__EXERCISE OBJECTIVE__: If a line in the data below holds the word "crate", copy it.

::: DATA TO USE :::

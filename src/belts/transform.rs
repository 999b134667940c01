use crate::belts::model::{BeltsProblem, Role, TOLERANCE};
use crate::belts::network::FlowNetwork;

const INFINITE_CAP: f64 = f64::INFINITY;

/// The node-split/lower-bound-eliminated network built from a
/// [`BeltsProblem`], plus enough bookkeeping to run both the feasibility
/// pass and the maximization pass and to map results back onto the
/// original nodes/edges (spec.md §3.2, §4.2).
pub struct Transform {
    pub net: FlowNetwork,
    in_idx: Vec<usize>,
    out_idx: Vec<usize>,
    node_cap_edge: Vec<Option<usize>>,
    origin_edge_idx: Vec<usize>,
    closing_edge: usize,
    s_star: usize,
    t_star: usize,
    s_star_edges: Vec<usize>,
    t_star_edges: Vec<usize>,
    pub total_excess_pos: f64,
    sink_pos: usize,
    source_positions: Vec<usize>,
}

impl Transform {
    pub fn build(problem: &BeltsProblem) -> Self {
        let n = problem.nodes.len();
        let mut net = FlowNetwork::new(n);

        let in_idx: Vec<usize> = (0..n).collect();
        let mut out_idx = in_idx.clone();
        let mut node_cap_edge = vec![None; n];

        for (pos, node) in problem.nodes.iter().enumerate() {
            if let Some(cap) = node.cap {
                let out = net.add_node();
                out_idx[pos] = out;
                let edge_idx = net.add_edge(in_idx[pos], out, cap);
                node_cap_edge[pos] = Some(edge_idx);
            }
        }

        let pos_by_id: std::collections::HashMap<&str, usize> = problem
            .nodes
            .iter()
            .enumerate()
            .map(|(pos, node)| (node.id.as_str(), pos))
            .collect();

        let mut excess = vec![0.0_f64; n];
        let mut origin_edge_idx = Vec::with_capacity(problem.edges.len());
        for edge in &problem.edges {
            let u = pos_by_id[edge.from.as_str()];
            let v = pos_by_id[edge.to.as_str()];
            let cap = edge.hi - edge.lo;
            let idx = net.add_edge(out_idx[u], in_idx[v], cap);
            origin_edge_idx.push(idx);
            excess[v] += edge.lo;
            excess[u] -= edge.lo;
        }

        let source_positions: Vec<usize> = problem
            .nodes
            .iter()
            .enumerate()
            .filter(|(_, node)| node.role == Role::Source)
            .map(|(pos, _)| pos)
            .collect();
        let sink_pos = problem
            .nodes
            .iter()
            .position(|node| node.role == Role::Sink)
            .expect("validated: exactly one sink node");

        let source_agg = net.add_node();
        for &s in &source_positions {
            net.add_edge(source_agg, in_idx[s], INFINITE_CAP);
        }
        let closing_edge = net.add_edge(out_idx[sink_pos], source_agg, INFINITE_CAP);

        let s_star = net.add_node();
        let t_star = net.add_node();
        let mut s_star_edges = Vec::new();
        let mut t_star_edges = Vec::new();
        let mut total_excess_pos = 0.0;
        for pos in 0..n {
            if excess[pos] > TOLERANCE {
                s_star_edges.push(net.add_edge(s_star, in_idx[pos], excess[pos]));
                total_excess_pos += excess[pos];
            } else if excess[pos] < -TOLERANCE {
                t_star_edges.push(net.add_edge(out_idx[pos], t_star, -excess[pos]));
            }
        }

        Self {
            net,
            in_idx,
            out_idx,
            node_cap_edge,
            origin_edge_idx,
            closing_edge,
            s_star,
            t_star,
            s_star_edges,
            t_star_edges,
            total_excess_pos,
            sink_pos,
            source_positions,
        }
    }

    /// Phase 1: max flow from `S*` to `T*`. Returns the flow value; the
    /// lower bounds are satisfiable iff it equals `total_excess_pos`
    /// within tolerance.
    pub fn run_feasibility(&mut self) -> f64 {
        self.net.max_flow(self.s_star, self.t_star)
    }

    pub fn is_feasible(&self, feasibility_flow: f64) -> bool {
        (feasibility_flow - self.total_excess_pos).abs() < TOLERANCE
    }

    /// Reachable-from-`S*` set in the post-feasibility residual graph,
    /// indexed by original node position — the reachable side of the
    /// minimum cut (spec.md §4.2/§6.4).
    pub fn cut_reachable(&self) -> Vec<bool> {
        let reachable = self.net.reachable_from(self.s_star);
        self.in_idx.iter().map(|&idx| reachable[idx]).collect()
    }

    pub fn tight_node_positions(&self) -> Vec<usize> {
        self.node_cap_edge
            .iter()
            .enumerate()
            .filter_map(|(pos, edge)| edge.filter(|&e| self.net.is_saturated(e)).map(|_| pos))
            .collect()
    }

    pub fn tight_edge_positions(&self) -> Vec<usize> {
        self.origin_edge_idx
            .iter()
            .enumerate()
            .filter(|(_, &edge_idx)| self.net.is_saturated(edge_idx))
            .map(|(pos, _)| pos)
            .collect()
    }

    /// Phase 2: closes `S*`, `T*`, and the circulation-closing edge so
    /// they can no longer carry flow, adds a fresh super-source/sink, and
    /// runs max flow between them on the same residual graph.
    pub fn run_maximization(&mut self) -> f64 {
        for &e in &self.s_star_edges {
            self.net.close_edge(e);
        }
        for &e in &self.t_star_edges {
            self.net.close_edge(e);
        }
        self.net.close_edge(self.closing_edge);

        let fresh_source = self.net.add_node();
        let fresh_sink = self.net.add_node();
        for &s in &self.source_positions {
            self.net.add_edge(fresh_source, self.in_idx[s], INFINITE_CAP);
        }
        self.net
            .add_edge(self.out_idx[self.sink_pos], fresh_sink, INFINITE_CAP);

        self.net.max_flow(fresh_source, fresh_sink)
    }

    /// Final recovered flow on the original edge at `edge_pos`, adding
    /// back its lower bound (spec.md §3.2 flow mapping).
    pub fn recovered_flow(&self, problem: &BeltsProblem, edge_pos: usize) -> f64 {
        let lo = problem.edges[edge_pos].lo;
        lo + self.net.flow_of(self.origin_edge_idx[edge_pos])
    }

    /// Total inflow at the original sink — reported as `max_flow_per_min`
    /// (spec.md §4.2: "Σ inflow(sink)").
    pub fn sink_inflow(&self, problem: &BeltsProblem) -> f64 {
        problem
            .edges
            .iter()
            .enumerate()
            .filter(|(_, edge)| edge.to == problem.nodes[self.sink_pos].id)
            .map(|(pos, _)| self.recovered_flow(problem, pos))
            .sum()
    }
}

:::

__FINISHED EXERCISE__:
use crate::belts::model::{BeltsProblem, Role, TOLERANCE};
use crate::belts::network::FlowNetwork;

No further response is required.